#[cfg(test)]
mod tests {
    use super::*;

    fn many_users() -> Signals {
        Signals {
            impact_scope: Some("many_users".to_string()),
            ..Default::default()
        }
    }

    #[test]
    fn test_security_wins_over_billing_words() {
        let ticket = Ticket::new(
            "Weird activity",
            "hacked, account was accessed from unknown location. I want a refund",
        );
        let c = classify_ticket(&ticket, &Signals::default());
        assert_eq!(c.category, Category::Security);
        assert_eq!(c.priority, Priority::P0);
        assert_eq!(c.routing, "Security");
        assert_eq!(c.confidence, 0.80);
    }

    #[test]
    fn test_security_from_signal_flag() {
        let signals = Signals {
            security_risk: true,
            ..Default::default()
        };
        let c = classify_ticket(&Ticket::new("Odd", "nothing specific"), &signals);
        assert_eq!(c.category, Category::Security);
    }

    #[test]
    fn test_explicit_outage_needs_many_users() {
        let ticket = Ticket::new("App down", "503 everywhere, timeouts");

        let c = classify_ticket(&ticket, &Signals::default());
        assert_ne!(c.category, Category::Outage);

        let c = classify_ticket(&ticket, &many_users());
        assert_eq!(c.category, Category::Outage);
        assert_eq!(c.priority, Priority::P0);
        assert_eq!(c.confidence, 0.80);
        assert_eq!(c.tags, vec!["outage", "availability"]);
    }

    #[test]
    fn test_explicit_outage_from_5xx_family() {
        let signals = Signals {
            impact_scope: Some("many_users".to_string()),
            http_status_family: Some("5xx".to_string()),
            ..Default::default()
        };
        let c = classify_ticket(&Ticket::new("Errors", "lots of failures"), &signals);
        assert_eq!(c.category, Category::Outage);
        assert_eq!(c.priority, Priority::P0);
    }

    #[test]
    fn test_error_spike_outage_is_p1() {
        let signals = Signals {
            impact_scope: Some("many_users".to_string()),
            symptom_type: Some("error_rate_spike".to_string()),
            ..Default::default()
        };
        let c = classify_ticket(&Ticket::new("Errors rising", "error counts climbing"), &signals);
        assert_eq!(c.category, Category::Outage);
        assert_eq!(c.priority, Priority::P1);
        assert_eq!(c.confidence, 0.65);
    }

    #[test]
    fn test_error_spike_outage_from_count_threshold() {
        let mut signals = many_users();
        signals.error_count = Some(49);
        let c = classify_ticket(&Ticket::new("Errors", "some failures"), &signals);
        assert_ne!(c.category, Category::Outage);

        signals.error_count = Some(50);
        let c = classify_ticket(&Ticket::new("Errors", "some failures"), &signals);
        assert_eq!(c.category, Category::Outage);
        assert_eq!(c.priority, Priority::P1);
    }

    #[test]
    fn test_billing_from_text_or_flag() {
        let c = classify_ticket(
            &Ticket::new("Charge", "I was charged twice"),
            &Signals::default(),
        );
        assert_eq!(c.category, Category::Billing);
        assert_eq!(c.priority, Priority::P2);
        assert_eq!(c.confidence, 0.70);

        let signals = Signals {
            money_involved: true,
            ..Default::default()
        };
        let c = classify_ticket(&Ticket::new("Payment", "something is off"), &signals);
        assert_eq!(c.category, Category::Billing);
    }

    #[test]
    fn test_feature_request() {
        let c = classify_ticket(
            &Ticket::new("Feature: CSV export", "please consider"),
            &Signals::default(),
        );
        assert_eq!(c.category, Category::Feature);
        assert_eq!(c.priority, Priority::P3);
        assert_eq!(c.routing, "Product / PM");
    }

    #[test]
    fn test_auth_issue() {
        let c = classify_ticket(
            &Ticket::new("Cannot get in", "login fails with 403 after password reset"),
            &Signals::default(),
        );
        assert_eq!(c.category, Category::Account);
        assert_eq!(c.priority, Priority::P1);
        assert_eq!(c.routing, "Auth");
        assert_eq!(c.confidence, 0.65);
    }

    #[test]
    fn test_fallback_other() {
        let c = classify_ticket(
            &Ticket::new("Question", "Where can I find the docs?"),
            &Signals::default(),
        );
        assert_eq!(c.category, Category::Other);
        assert_eq!(c.priority, Priority::P3);
        assert_eq!(c.routing, "Support");
        assert_eq!(c.confidence, 0.55);
    }

    #[test]
    fn test_draft_reply_summary_includes_title() {
        let ticket = Ticket::new("Cannot log in", "login fails");
        let c = classify_ticket(&ticket, &Signals::default());
        let draft = draft_reply(&ticket, &c, &Signals::default());
        assert_eq!(draft.summary, "ACCOUNT triage for: Cannot log in");
        assert!(draft.customer_reply.contains("- What email/username are you using?"));
    }

    #[test]
    fn test_draft_reply_summary_without_title() {
        let ticket = Ticket::new("", "login fails");
        let c = classify_ticket(&ticket, &Signals::default());
        let draft = draft_reply(&ticket, &c, &Signals::default());
        assert_eq!(draft.summary, "ACCOUNT triage");
    }

    #[test]
    fn test_draft_reply_outage_200_ambiguity_prepends() {
        let ticket = Ticket::new(
            "Users report 200 errors",
            "We are seeing 200 errors spike since 10am",
        );
        let signals = Signals {
            impact_scope: Some("many_users".to_string()),
            symptom_type: Some("error_rate_spike".to_string()),
            ..Default::default()
        };
        let c = classify_ticket(&ticket, &signals);
        assert_eq!(c.category, Category::Outage);

        let draft = draft_reply(&ticket, &c, &signals);
        assert_eq!(
            draft.questions[0],
            "Do you mean 200 error occurrences or HTTP 200 responses?"
        );
        assert_eq!(draft.actions[0], "Check monitoring dashboards");
        assert_eq!(draft.actions[1], "Confirm status codes");
    }

    #[test]
    fn test_draft_reply_no_forbidden_phrases() {
        for category in [
            Category::Account,
            Category::Billing,
            Category::Outage,
            Category::Security,
            Category::Feature,
            Category::Other,
        ] {
            let c = classification(category, Priority::P2, "X", &[], 0.5);
            let draft = draft_reply(&Ticket::default(), &c, &Signals::default());
            let combined =
                format!("{} {}", draft.customer_reply, draft.questions.join(" ")).to_lowercase();
            assert!(!combined.contains("share your password"));
            assert!(!combined.contains("share your 2fa"));
        }
    }
}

What is expected - Identify each line in the records above containing the word "routing"; copy those lines.

Task result -
        assert_eq!(c.routing, "Security");
        assert_eq!(c.routing, "Product / PM");
        assert_eq!(c.routing, "Auth");
        assert_eq!(c.routing, "Support");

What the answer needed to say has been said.